Assignment: Your task is to transcribe the entries below exactly, from their first line down to the line containing "pdb.import_scope(1, &[0x01, linq", and to stop there.
*** Opening of Source data ***
#[cfg(test)]
mod tests {
    use super::*;
    use crate::{
        pdb::{ChecksumAlgorithm, PdbConstantValue, LANGUAGE_CSHARP},
        test::PortablePdbBuilder,
    };

    const PDB_ID: Guid = guid!("0c1d2e3f-4a5b-6c7d-8e9f-a0b1c2d3e4f5");

    fn sample() -> Vec<u8> {
        let mut pdb = PortablePdbBuilder::new(PDB_ID, 4).entry_point(0x0600_0001);
        pdb.document(
            "Program.cs",
            ChecksumAlgorithm::Sha1.guid(),
            &[0xAB; 20],
            LANGUAGE_CSHARP,
        );
        pdb.document("Other.cs", Guid::ZERO, &[], LANGUAGE_CSHARP);

        // Method 1: two points in document 1, then one in document 2
        pdb.method(
            1,
            &[
                0x03, 0x00, 0x00, 0x05, 0x0A, 0x03, 0x04, 0x01, 0x02, 0x02, 0x02, 0x00, 0x02,
                0x02, 0x00, 0x04, 0x02, 0x02,
            ],
        );
        // Methods 2 and 3 have no sequence points
        pdb.method(0, &[]);
        pdb.method(0, &[]);

        let system = pdb.blob(b"System");
        let linq = pdb.blob(b"System.Linq");
        pdb.import_scope(0, &[0x01, system as u8]);
        pdb.import_scope(1, &[0x01, linq as u8]);

        // Method 1: root [0, 12) and a nested block [4, 8) with its own import scope
        pdb.scope(1, 1, 1, 1, 0, 12);
        pdb.scope(1, 2, 3, 2, 4, 4);
        // Method 3: a single scope
        pdb.scope(3, 1, 4, 3, 0, 6);

        pdb.variable(0, 0, "count");
        pdb.variable(1, 1, "CS$<>8__locals0");
        pdb.variable(0, 2, "item");
        pdb.constant("Answer", &[0x08, 0x2A, 0x00, 0x00, 0x00]);
        pdb.constant("Price", &[0x11, 0x05, 1, 2, 3, 4]);

        let mut stepping = 0u32.to_le_bytes().to_vec();
        stepping.extend_from_slice(&2u32.to_le_bytes());
        stepping.extend_from_slice(&5u32.to_le_bytes());
        stepping.push(0x03);
        pdb.state_machine(3, 2);
        pdb.method_debug_information(3, ASYNC_METHOD_STEPPING_INFORMATION, &stepping);
        let mut hoisted = 0u32.to_le_bytes().to_vec();
        hoisted.extend_from_slice(&6u32.to_le_bytes());
        pdb.method_debug_information(3, STATE_MACHINE_HOISTED_LOCAL_SCOPES, &hoisted);
        pdb.method_debug_information(
            3,
            guid!("a643004c-0240-496f-a783-30d64f4979de"),
            &[1, 2, 3],
        );
        pdb.build()
    }

    #[test]
    fn documents_and_identity() {
        let info = read_portable(&sample()).unwrap();
        assert_eq!(info.format, PdbFormat::Portable);
        assert_eq!(info.guid, PDB_ID);
        assert_eq!(info.age, 1);
        assert_eq!(info.entry_point, Some(Token(0x0600_0001)));

        assert_eq!(info.sources.len(), 2);
        assert_eq!(info.sources[0].name, "Program.cs");
        assert_eq!(info.sources[0].algorithm(), Some(ChecksumAlgorithm::Sha1));
        assert_eq!(info.sources[0].checksum, vec![0xAB; 20]);
        assert_eq!(info.sources[1].name, "Other.cs");
        assert!(info.sources[1].checksum.is_empty());
        assert_eq!(info.sources[1].language, LANGUAGE_CSHARP);
        assert_eq!(info.sources[1].vendor, VENDOR_MICROSOFT);
    }

    #[test]
    fn sequence_points_by_document() {
        let info = read_portable(&sample()).unwrap();
        let function = info.function(Token(0x0600_0001)).unwrap();
        assert_eq!(function.lines.len(), 2);
        assert_eq!(function.lines[0].source, 0);
        assert_eq!(function.lines[0].lines.len(), 2);
        assert_eq!(function.lines[0].lines[0].line_begin, 10);
        assert_eq!(function.lines[0].lines[1].offset, 4);
        assert_eq!(function.lines[0].lines[1].line_begin, 11);
        assert_eq!(function.lines[1].source, 1);
        assert_eq!(function.lines[1].lines[0].offset, 6);
        assert_eq!(function.lines[1].lines[0].line_begin, 12);
        assert_eq!(info.token_locations(Token(0x0600_0001)).count(), 3);
    }

    #[test]
    fn scopes_are_nested() {
        let info = read_portable(&sample()).unwrap();
        let function = info.function(Token(0x0600_0001)).unwrap();
        assert_eq!(function.length, 12);
        assert_eq!(function.scopes.len(), 1);

        let root = &function.scopes[0];
        assert_eq!((root.offset, root.length), (0, 12));
        assert_eq!(root.used_namespaces, vec!["USystem".to_string()]);
        assert_eq!(root.slots.len(), 2);
        assert_eq!(root.slots[0].name, "count");
        assert_eq!(root.slots[0].signature_token, Token(0x1100_0003));
        assert!(root.slots[1].compiler_generated);
        assert_eq!(root.constants.len(), 1);
        assert_eq!(root.constants[0].value, PdbConstantValue::I32(42));

        let nested = &root.scopes[0];
        assert_eq!((nested.offset, nested.length), (4, 4));
        assert_eq!(nested.used_namespaces, vec!["USystem.Linq".to_string()]);
        assert_eq!(nested.slots[0].name, "item");
        assert!(nested.constants.is_empty());
    }

    #[test]
    fn state_machine_information() {
        let info = read_portable(&sample()).unwrap();
        assert!(info.function(Token(0x0600_0002)).is_none());

        let function = info.function(Token(0x0600_0003)).unwrap();
        assert_eq!(function.length, 6);
        assert!(function.lines.is_empty());
        assert_eq!(function.scopes[0].slots.len(), 0);
        assert_eq!(function.scopes[0].used_namespaces, vec!["USystem".to_string()]);

        let async_info = function.async_info.as_ref().unwrap();
        assert_eq!(async_info.kickoff_method, Token(0x0600_0002));
        assert_eq!(async_info.move_next_method, Token(0x0600_0003));
        assert_eq!(async_info.catch_handler_offset, None);
        assert_eq!(async_info.yield_offsets, vec![2]);
        assert_eq!(async_info.resume_offsets, vec![5]);

        assert_eq!(
            function.iterator_scopes,
            vec![IteratorScope {
                offset: 0,
                length: 6
            }]
        );
        assert_eq!(function.custom_metadata.len(), 1);
        assert_eq!(
            function.custom_metadata[0].0,
            "a643004c-0240-496f-a783-30d64f4979de"
        );
        assert_eq!(function.custom_metadata[0].1, vec![1, 2, 3]);
    }

    #[test]
    fn rejects_non_metadata() {
        assert!(read_portable(b"Microsoft C/C++ MSF 7.00\r\n").is_err());
        assert!(read_portable(&[]).is_err());
    }
}
#[cfg(test)]
mod tests {
    use super::*;
    use crate::{
        assembly::{decode_operations, ExceptionHandler, MethodBody},
        cdfg::{control, dataflow, types},
        host::{MethodSignature, SimpleHost},
        token::Token,
    };

    fn graph(
        body: &MethodBody,
        context: &MethodContext,
        host: &SimpleHost,
    ) -> ControlAndDataFlowGraph {
        let operations = decode_operations(&body.code).unwrap();
        let mut graph = control::infer(body, &operations, None).unwrap();
        dataflow::infer(&mut graph, context, host).unwrap();
        types::infer(&mut graph, context, host);
        infer_handlers(&mut graph).unwrap();
        infer_locals(&mut graph, context, host, true);
        graph
    }

    fn body(code: &[u8]) -> MethodBody {
        MethodBody {
            max_stack: 8,
            local_signature_token: Token(0x1100_0001),
            init_locals: true,
            code: code.to_vec(),
            exception_handlers: Vec::new(),
        }
    }

    fn finally(
        try_offset: u32,
        try_length: u32,
        handler_offset: u32,
        handler_length: u32,
    ) -> ExceptionHandler {
        ExceptionHandler {
            kind: HandlerKind::Finally,
            try_offset,
            try_length,
            handler_offset,
            handler_length,
            class_token: Token(0),
            filter_offset: 0,
        }
    }

    #[test]
    fn nested_handler_lists() {
        // try { try { nop; leave.s A } finally { endfinally } A: leave.s B } finally { endfinally } B: ret
        let mut body = body(&[0x00, 0xDE, 0x01, 0xDC, 0xDE, 0x01, 0xDC, 0x2A]);
        body.exception_handlers.push(finally(0, 3, 3, 1));
        body.exception_handlers.push(finally(0, 6, 6, 1));
        let context = MethodContext::new(
            Token(0x0600_0001),
            MethodSignature::new(TypeRef::Void, Vec::new()),
            Vec::new(),
        );
        let graph = graph(&body, &context, &SimpleHost::new());

        let at = |offset| &graph.all_blocks[graph.block_at(offset).unwrap().0];
        assert_eq!(at(0).handlers, vec![0, 1]);
        assert_eq!(at(3).handlers, vec![1]);
        assert_eq!(at(3).containing_handler, Some(0));
        assert_eq!(at(4).handlers, vec![1]);
        assert_eq!(at(6).containing_handler, Some(1));
        assert!(at(7).handlers.is_empty());
        assert_eq!(at(7).containing_handler, None);
    }

    #[test]
    fn overlapping_regions_are_rejected() {
        let mut body = body(&[0x00, 0x00, 0x00, 0x00, 0x2A]);
        body.exception_handlers.push(finally(0, 2, 4, 1));
        body.exception_handlers.push(finally(1, 2, 4, 1));
        let operations = decode_operations(&body.code).unwrap();
        let mut graph = control::infer(&body, &operations, None).unwrap();
        assert!(matches!(
            infer_handlers(&mut graph),
            Err(Error::GraphError(_))
        ));
    }

    #[test]
    fn reads_see_their_definitions() {
        // ldarg.0; brtrue.s T; ldc.i4.0; stloc.0; br.s J; T: ldc.i4.1; stloc.0; J: ldloc.0; ret
        #[rustfmt::skip]
        let code = [0x02, 0x2D, 0x04, 0x16, 0x0A, 0x2B, 0x02, 0x17, 0x0A, 0x06, 0x2A];
        let context = MethodContext::new(
            Token(0x0600_0001),
            MethodSignature::new(TypeRef::I32, vec![TypeRef::Boolean]),
            vec![TypeRef::I32],
        );
        let graph = graph(&body(&code), &context, &SimpleHost::new());

        let ldarg = graph.instruction_at(0).unwrap();
        let parameter_def = graph.instruction(ldarg).unwrap().aux.unwrap();
        assert_eq!(
            graph.instruction(parameter_def).unwrap().operand1,
            Some(InstrId {
                block: BlockId(0),
                index: InstrIndex::Parameter(0)
            })
        );
        assert_eq!(graph.parameters[0].ty, TypeRef::Boolean);

        let ldloc = graph.instruction_at(9).unwrap();
        let merge = graph.instruction(ldloc).unwrap().aux.unwrap();
        let merge = graph.instruction(merge).unwrap();
        assert!(merge.is_merge);
        let stored: Vec<u32> = merge
            .operands()
            .map(|id| graph.instruction(id).unwrap().offset().unwrap())
            .collect();
        assert_eq!(stored.len(), 2);
        assert!(stored.contains(&3) && stored.contains(&7));
        assert_eq!(merge.ty, TypeRef::I32);
    }

    #[test]
    fn by_ref_arguments_define_locals() {
        // ldloca.s 0; call M; ldloc.0; ret
        let method = Token(0x0A00_0003);
        let host = SimpleHost::new().with_method(
            method,
            MethodSignature::new(TypeRef::Void, vec![TypeRef::by_ref(TypeRef::I64)]),
        );
        #[rustfmt::skip]
        let code = [0x12, 0x00, 0x28, 0x03, 0x00, 0x00, 0x0A, 0x06, 0x2A];
        let context = MethodContext::new(
            Token(0x0600_0001),
            MethodSignature::new(TypeRef::I64, Vec::new()),
            vec![TypeRef::I64],
        );
        let graph = graph(&body(&code), &context, &host);

        let ldloc = graph.instruction_at(7).unwrap();
        let definition = graph.instruction(ldloc).unwrap().aux.unwrap();
        assert_eq!(definition.index, InstrIndex::Local(0));
        let definition = graph.instruction(definition).unwrap();
        assert_eq!(definition.aux, graph.instruction_at(2));
        assert_eq!(definition.ty, TypeRef::I64);
    }

    #[test]
    fn stores_through_addresses() {
        // ldloca.s 0; ldc.i4.7; stind.i4; ldloc.0; ret
        let code = [0x12, 0x00, 0x1D, 0x54, 0x06, 0x2A];
        let context = MethodContext::new(
            Token(0x0600_0001),
            MethodSignature::new(TypeRef::I32, Vec::new()),
            vec![TypeRef::I32],
        );
        let graph = graph(&body(&code), &context, &SimpleHost::new());
        let ldloc = graph.instruction_at(4).unwrap();
        assert_eq!(
            graph.instruction(ldloc).unwrap().aux,
            graph.instruction_at(2)
        );
    }

    #[test]
    fn definitions_reach_finally_handlers() {
        // try { ldc.i4.1; stloc.0; leave.s E } finally { ldloc.0; pop; endfinally } E: ret
        let mut body = body(&[0x17, 0x0A, 0xDE, 0x03, 0x06, 0x26, 0xDC, 0x2A]);
        body.exception_handlers.push(finally(0, 4, 4, 3));
        let context = MethodContext::new(
            Token(0x0600_0001),
            MethodSignature::new(TypeRef::Void, Vec::new()),
            vec![TypeRef::I32],
        );
        let graph = graph(&body, &context, &SimpleHost::new());

        let ldloc = graph.instruction_at(4).unwrap();
        let definition = graph.instruction(ldloc).unwrap().aux.unwrap();
        let operands: Vec<InstrId> = graph.instruction(definition).unwrap().operands().collect();
        assert_eq!(operands, vec![graph.instruction_at(0).unwrap()]);
    }
}
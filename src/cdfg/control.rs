//! Partition a method body into basic blocks and connect them.

use std::collections::{BTreeMap, BTreeSet};

use tracing::{debug, trace};

use crate::{
    assembly::{FlowControl, HandlerKind, LocalScopeProvider, MethodBody, OpCode, Operation},
    cdfg::graph::{BasicBlock, BlockId, ControlAndDataFlowGraph, Instruction},
    Error, Result,
};

struct Starts<'a> {
    operations: &'a [Operation],
    code_len: u32,
    offsets: BTreeSet<u32>,
}

impl Starts<'_> {
    fn is_instruction(&self, offset: u32) -> bool {
        self.operations
            .binary_search_by_key(&offset, |operation| operation.offset)
            .is_ok()
    }

    /// A block boundary that must fall on an instruction, or the end of the code
    fn boundary(&mut self, offset: u32, what: &str) -> Result<()> {
        if offset >= self.code_len {
            return Ok(());
        }
        if !self.is_instruction(offset) {
            return Err(malformed_error!(
                "{} at 0x{:04X} is not an instruction boundary",
                what,
                offset
            ));
        }
        self.offsets.insert(offset);
        Ok(())
    }
}

/// Build the blocks, roots and successor edges of `body`. Data flow fields are left empty.
pub(crate) fn infer(
    body: &MethodBody,
    operations: &[Operation],
    scopes: Option<&dyn LocalScopeProvider>,
) -> Result<ControlAndDataFlowGraph> {
    if operations
        .windows(2)
        .any(|pair| pair[0].next_offset() != pair[1].offset)
    {
        return Err(Error::GraphError(
            "operations are not a contiguous instruction stream".to_string(),
        ));
    }

    let code_len = operations
        .last()
        .map_or(body.code.len() as u32, Operation::next_offset);
    let mut starts = Starts {
        operations,
        code_len,
        offsets: BTreeSet::from([0]),
    };

    if let Some(provider) = scopes {
        for scope in provider.local_scopes() {
            for bound in [scope.offset, scope.offset + scope.length] {
                if starts.is_instruction(bound) {
                    starts.offsets.insert(bound);
                } else {
                    trace!(bound, "scope bound inside an instruction");
                }
            }
        }
    }

    for operation in operations {
        for target in operation.targets() {
            if !starts.is_instruction(*target) {
                return Err(Error::InvalidBranchTarget(*target));
            }
            starts.offsets.insert(*target);
        }
        if ends_block(operation.opcode) {
            starts.boundary(operation.next_offset(), "instruction after a branch")?;
        }
    }

    for clause in &body.exception_handlers {
        starts.boundary(clause.try_offset, "try start")?;
        starts.boundary(clause.try_end(), "try end")?;
        starts.boundary(clause.handler_offset, "handler start")?;
        starts.boundary(clause.handler_end(), "handler end")?;
        if clause.kind == HandlerKind::Filter {
            starts.boundary(clause.filter_offset, "filter start")?;
        }
    }

    let mut all_blocks: Vec<BasicBlock> = starts
        .offsets
        .iter()
        .map(|offset| BasicBlock::new(*offset))
        .collect();
    let block_for: BTreeMap<u32, BlockId> = all_blocks
        .iter()
        .enumerate()
        .map(|(index, block)| (block.offset, BlockId(index)))
        .collect();

    let mut current = 0;
    for operation in operations {
        while current + 1 < all_blocks.len() && all_blocks[current + 1].offset <= operation.offset
        {
            current += 1;
        }
        let block = &mut all_blocks[current];
        block.end = operation.next_offset();
        block.instructions.push(Instruction::real(operation.clone()));
    }

    let mut successor_edges = Vec::with_capacity(all_blocks.len() * 2);
    let block_count = all_blocks.len();
    for (index, block) in all_blocks.iter_mut().enumerate() {
        let first = successor_edges.len();
        let mut falls_through = true;
        if let Some(operation) = block.last().and_then(|last| last.operation.as_ref()) {
            for target in operation.targets() {
                let id = block_for[target];
                if !successor_edges[first..].contains(&id) {
                    successor_edges.push(id);
                }
            }
            falls_through = !operation.opcode.is_unconditional_transfer();
        }
        if falls_through && !block.instructions.is_empty() && index + 1 < block_count {
            let next = BlockId(index + 1);
            if !successor_edges[first..].contains(&next) {
                successor_edges.push(next);
            }
        }
        block.first_successor = first;
        block.successor_count = successor_edges.len() - first;
    }

    let mut root_blocks = vec![BlockId(0)];
    for clause in &body.exception_handlers {
        let mut entries = vec![clause.handler_offset];
        if clause.kind == HandlerKind::Filter {
            entries.push(clause.filter_offset);
        }
        for offset in entries {
            if let Some(id) = block_for.get(&offset) {
                if !root_blocks.contains(id) {
                    root_blocks.push(*id);
                }
            }
        }
    }

    debug!(
        blocks = all_blocks.len(),
        edges = successor_edges.len(),
        roots = root_blocks.len(),
        "control flow inferred"
    );

    Ok(ControlAndDataFlowGraph {
        body: body.clone(),
        all_blocks,
        root_blocks,
        successor_edges,
        block_for,
        parameters: Vec::new(),
    })
}

/// True if the next instruction starts a new block
fn ends_block(opcode: OpCode) -> bool {
    matches!(
        opcode.flow(),
        FlowControl::Branch | FlowControl::CondBranch | FlowControl::Return | FlowControl::Throw
    ) || opcode == OpCode::Jmp
}

#[cfg(test)]
mod tests {
    use super::*;
    use crate::{
        assembly::{decode_operations, ExceptionHandler},
        pdb::{PdbFunction, PdbScope},
        token::Token,
    };

    fn body(code: &[u8]) -> MethodBody {
        MethodBody {
            max_stack: 8,
            local_signature_token: Token(0),
            init_locals: false,
            code: code.to_vec(),
            exception_handlers: Vec::new(),
        }
    }

    fn graph(body: &MethodBody) -> Result<ControlAndDataFlowGraph> {
        infer(body, &decode_operations(&body.code)?, None)
    }

    #[test]
    fn conditional_branch() {
        // ldc.i4.1; brtrue.s L; ldc.i4.0; L: ret
        let body = body(&[0x17, 0x2D, 0x01, 0x16, 0x2A]);
        let graph = graph(&body).unwrap();

        assert_eq!(graph.all_blocks.len(), 3);
        assert_eq!(
            graph.all_blocks.iter().map(|b| b.offset).collect::<Vec<_>>(),
            vec![0, 3, 4]
        );
        assert_eq!(graph.successors_of(BlockId(0)), &[BlockId(2), BlockId(1)]);
        assert_eq!(graph.successors_of(BlockId(1)), &[BlockId(2)]);
        assert!(graph.successors_of(BlockId(2)).is_empty());
        assert_eq!(graph.root_blocks, vec![BlockId(0)]);
    }

    #[test]
    fn switch_targets_are_deduplicated() {
        // ldarg.0; switch (L, L, M); ret; L: ret; M: ret
        #[rustfmt::skip]
        let code = [
            0x02,
            0x45, 0x03, 0x00, 0x00, 0x00,
            0x01, 0x00, 0x00, 0x00,
            0x01, 0x00, 0x00, 0x00,
            0x02, 0x00, 0x00, 0x00,
            0x2A, 0x2A, 0x2A,
        ];
        let graph = graph(&body(&code)).unwrap();
        assert_eq!(graph.all_blocks.len(), 4);
        let offsets: Vec<u32> = graph
            .successors_of(BlockId(0))
            .iter()
            .map(|id| graph.all_blocks[id.0].offset)
            .collect();
        assert_eq!(offsets, vec![19, 20, 18]);
    }

    #[test]
    fn branch_into_an_instruction() {
        // br.s +1 lands inside ldc.i4.s
        let body = body(&[0x2B, 0x01, 0x1F, 0x05, 0x2A]);
        assert!(matches!(graph(&body), Err(Error::InvalidBranchTarget(3))));
    }

    #[test]
    fn exception_regions_split_blocks() {
        // try { nop; leave.s END } finally { nop; endfinally } END: ret
        let mut body = body(&[0x00, 0xDE, 0x02, 0x00, 0xDC, 0x2A]);
        body.exception_handlers.push(ExceptionHandler {
            kind: HandlerKind::Finally,
            try_offset: 0,
            try_length: 3,
            handler_offset: 3,
            handler_length: 2,
            class_token: Token(0),
            filter_offset: 0,
        });
        let graph = graph(&body).unwrap();

        assert_eq!(
            graph.all_blocks.iter().map(|b| b.offset).collect::<Vec<_>>(),
            vec![0, 3, 5]
        );
        assert_eq!(graph.root_blocks, vec![BlockId(0), BlockId(1)]);
        assert_eq!(graph.successors_of(BlockId(0)), &[BlockId(2)]);
        assert!(graph.successors_of(BlockId(1)).is_empty());
    }

    #[test]
    fn scope_bounds_start_blocks() {
        let body = body(&[0x00, 0x00, 0x00, 0x2A]);
        let mut function = PdbFunction::new(Token(0x0600_0001));
        let mut outer = PdbScope::new(0, 4);
        outer.scopes.push(PdbScope::new(1, 2));
        function.scopes.push(outer);

        let operations = decode_operations(&body.code).unwrap();
        let graph = infer(&body, &operations, Some(&function)).unwrap();
        assert_eq!(
            graph.all_blocks.iter().map(|b| b.offset).collect::<Vec<_>>(),
            vec![0, 1, 3]
        );
        assert_eq!(graph.successors_of(BlockId(0)), &[BlockId(1)]);
        assert_eq!(graph.successors_of(BlockId(1)), &[BlockId(2)]);
    }

    #[test]
    fn empty_body() {
        let graph = graph(&body(&[])).unwrap();
        assert_eq!(graph.all_blocks.len(), 1);
        assert!(graph.all_blocks[0].instructions.is_empty());
        assert!(graph.successor_edges.is_empty());
    }
}
//! CIL method bodies: decoding, generation and rewriting.
//!
//! This module covers the code half of the crate. Method bodies are parsed into a
//! [`MethodBody`] (header, code, exception clauses), the code is decoded into [`Operation`]s, and
//! new code is produced with the label-based [`IlGenerator`] or by replaying an existing body
//! through the [`IlRewriter`].
//!
//! # Key Types
//! - [`OpCode`] - The static opcode table with operand kinds, flow and stack behaviour
//! - [`Operation`] - A decoded instruction with absolute branch targets
//! - [`MethodBody`] - Tiny/fat header, code and exception handling clauses
//! - [`IlGenerator`] - Emits code against [`Label`]s and tracks scopes and stack depth
//! - [`IlRewriter`] - Re-emits a decoded body, widening branches and replaying debug scopes
//!
//! # Example
//! ```rust
//! use dotsym::assembly::{decode_operations, encode_operations, MethodBody};
//!
//! let body = MethodBody::parse(&[0x0A, 0x17, 0x2A])?;
//! let operations = decode_operations(&body.code)?;
//! assert_eq!(encode_operations(&operations)?, body.code);
//! assert_eq!(body.to_bytes()?, vec![0x0A, 0x17, 0x2A]);
//! # Ok::<(), dotsym::Error>(())
//! ```

mod body;
mod decoder;
mod generator;
mod label;
mod opcodes;
mod operation;
mod rewriter;

pub use body::{
    ExceptionHandler, ExceptionHandlerFlags, HandlerKind, MethodBody, MethodBodyFlags,
    SectionFlags,
};
pub use decoder::{decode_operation, decode_operations, encode_operations};
pub use generator::{
    GeneratedBody, IlGenerator, SequencePoint, SynchronizationInfo, SynchronizationPoint,
};
pub use label::Label;
pub use opcodes::{
    FlowControl, OpCode, OperandKind, StackPop, StackPush, VariableKind, FE_PREFIX,
};
pub use operation::{Operation, OperationValue};
pub use rewriter::{IlRewriter, LocalScopeProvider, RewriterOptions, RewrittenBody};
*** Close of Source data ***
Exercise solution:
#[cfg(test)]
mod tests {
    use super::*;
    use crate::{
        pdb::{ChecksumAlgorithm, PdbConstantValue, LANGUAGE_CSHARP},
        test::PortablePdbBuilder,
    };

    const PDB_ID: Guid = guid!("0c1d2e3f-4a5b-6c7d-8e9f-a0b1c2d3e4f5");

    fn sample() -> Vec<u8> {
        let mut pdb = PortablePdbBuilder::new(PDB_ID, 4).entry_point(0x0600_0001);
        pdb.document(
            "Program.cs",
            ChecksumAlgorithm::Sha1.guid(),
            &[0xAB; 20],
            LANGUAGE_CSHARP,
        );
        pdb.document("Other.cs", Guid::ZERO, &[], LANGUAGE_CSHARP);

        // Method 1: two points in document 1, then one in document 2
        pdb.method(
            1,
            &[
                0x03, 0x00, 0x00, 0x05, 0x0A, 0x03, 0x04, 0x01, 0x02, 0x02, 0x02, 0x00, 0x02,
                0x02, 0x00, 0x04, 0x02, 0x02,
            ],
        );
        // Methods 2 and 3 have no sequence points
        pdb.method(0, &[]);
        pdb.method(0, &[]);

        let system = pdb.blob(b"System");
        let linq = pdb.blob(b"System.Linq");
        pdb.import_scope(0, &[0x01, system as u8]);
        pdb.import_scope(1, &[0x01, linq as u8]);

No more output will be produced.